Exercise goal - Every line below that holds the string "anyhow" should be copied.

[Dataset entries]
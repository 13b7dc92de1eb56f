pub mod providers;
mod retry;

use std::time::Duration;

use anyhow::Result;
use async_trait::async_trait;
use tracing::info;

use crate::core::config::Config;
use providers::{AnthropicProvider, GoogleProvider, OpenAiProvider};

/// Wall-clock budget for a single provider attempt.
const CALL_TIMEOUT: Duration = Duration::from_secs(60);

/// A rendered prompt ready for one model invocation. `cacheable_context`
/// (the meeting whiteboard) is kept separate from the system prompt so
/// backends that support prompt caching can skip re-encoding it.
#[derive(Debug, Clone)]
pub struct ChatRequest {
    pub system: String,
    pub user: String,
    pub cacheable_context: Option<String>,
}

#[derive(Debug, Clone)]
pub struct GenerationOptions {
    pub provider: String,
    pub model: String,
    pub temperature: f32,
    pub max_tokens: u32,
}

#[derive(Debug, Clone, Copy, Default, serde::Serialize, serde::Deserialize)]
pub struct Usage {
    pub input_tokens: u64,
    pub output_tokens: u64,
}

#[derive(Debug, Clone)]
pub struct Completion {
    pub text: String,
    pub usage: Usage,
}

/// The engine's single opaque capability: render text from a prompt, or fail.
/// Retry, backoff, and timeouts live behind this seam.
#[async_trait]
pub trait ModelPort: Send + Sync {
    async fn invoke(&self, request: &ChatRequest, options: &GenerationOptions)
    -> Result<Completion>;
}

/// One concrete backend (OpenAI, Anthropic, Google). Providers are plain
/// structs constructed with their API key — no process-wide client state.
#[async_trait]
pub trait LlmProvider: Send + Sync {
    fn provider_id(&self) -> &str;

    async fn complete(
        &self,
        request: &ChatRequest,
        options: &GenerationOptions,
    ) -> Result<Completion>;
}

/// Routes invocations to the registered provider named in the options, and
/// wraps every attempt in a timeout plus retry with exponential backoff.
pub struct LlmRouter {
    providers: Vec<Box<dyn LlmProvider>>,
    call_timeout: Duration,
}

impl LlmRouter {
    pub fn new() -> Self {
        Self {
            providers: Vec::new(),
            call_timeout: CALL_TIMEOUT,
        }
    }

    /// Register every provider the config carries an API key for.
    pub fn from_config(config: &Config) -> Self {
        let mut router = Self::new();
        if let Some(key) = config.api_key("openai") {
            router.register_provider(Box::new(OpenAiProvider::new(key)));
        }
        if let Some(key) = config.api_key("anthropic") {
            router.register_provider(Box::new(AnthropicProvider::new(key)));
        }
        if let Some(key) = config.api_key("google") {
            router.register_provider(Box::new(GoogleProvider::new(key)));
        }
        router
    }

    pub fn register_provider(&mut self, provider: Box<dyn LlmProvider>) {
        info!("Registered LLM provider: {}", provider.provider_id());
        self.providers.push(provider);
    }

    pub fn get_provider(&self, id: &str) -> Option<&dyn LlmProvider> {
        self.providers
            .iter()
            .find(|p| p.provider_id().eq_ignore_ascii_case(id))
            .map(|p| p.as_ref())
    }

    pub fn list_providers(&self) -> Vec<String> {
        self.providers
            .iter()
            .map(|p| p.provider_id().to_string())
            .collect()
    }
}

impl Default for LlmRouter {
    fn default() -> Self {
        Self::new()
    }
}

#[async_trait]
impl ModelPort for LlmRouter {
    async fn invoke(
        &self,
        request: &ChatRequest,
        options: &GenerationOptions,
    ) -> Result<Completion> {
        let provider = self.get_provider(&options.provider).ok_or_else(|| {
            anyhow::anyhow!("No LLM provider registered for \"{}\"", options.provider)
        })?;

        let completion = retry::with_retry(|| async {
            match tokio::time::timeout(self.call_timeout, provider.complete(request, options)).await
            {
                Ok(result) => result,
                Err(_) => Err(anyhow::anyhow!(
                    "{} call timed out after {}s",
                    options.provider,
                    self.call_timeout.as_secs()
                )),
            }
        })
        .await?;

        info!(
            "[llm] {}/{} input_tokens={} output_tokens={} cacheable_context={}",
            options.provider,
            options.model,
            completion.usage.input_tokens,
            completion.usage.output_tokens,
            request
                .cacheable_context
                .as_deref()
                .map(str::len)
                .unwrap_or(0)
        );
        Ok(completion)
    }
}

Your response -
use anyhow::Result;
            anyhow::anyhow!("No LLM provider registered for \"{}\"", options.provider)
                Err(_) => Err(anyhow::anyhow!(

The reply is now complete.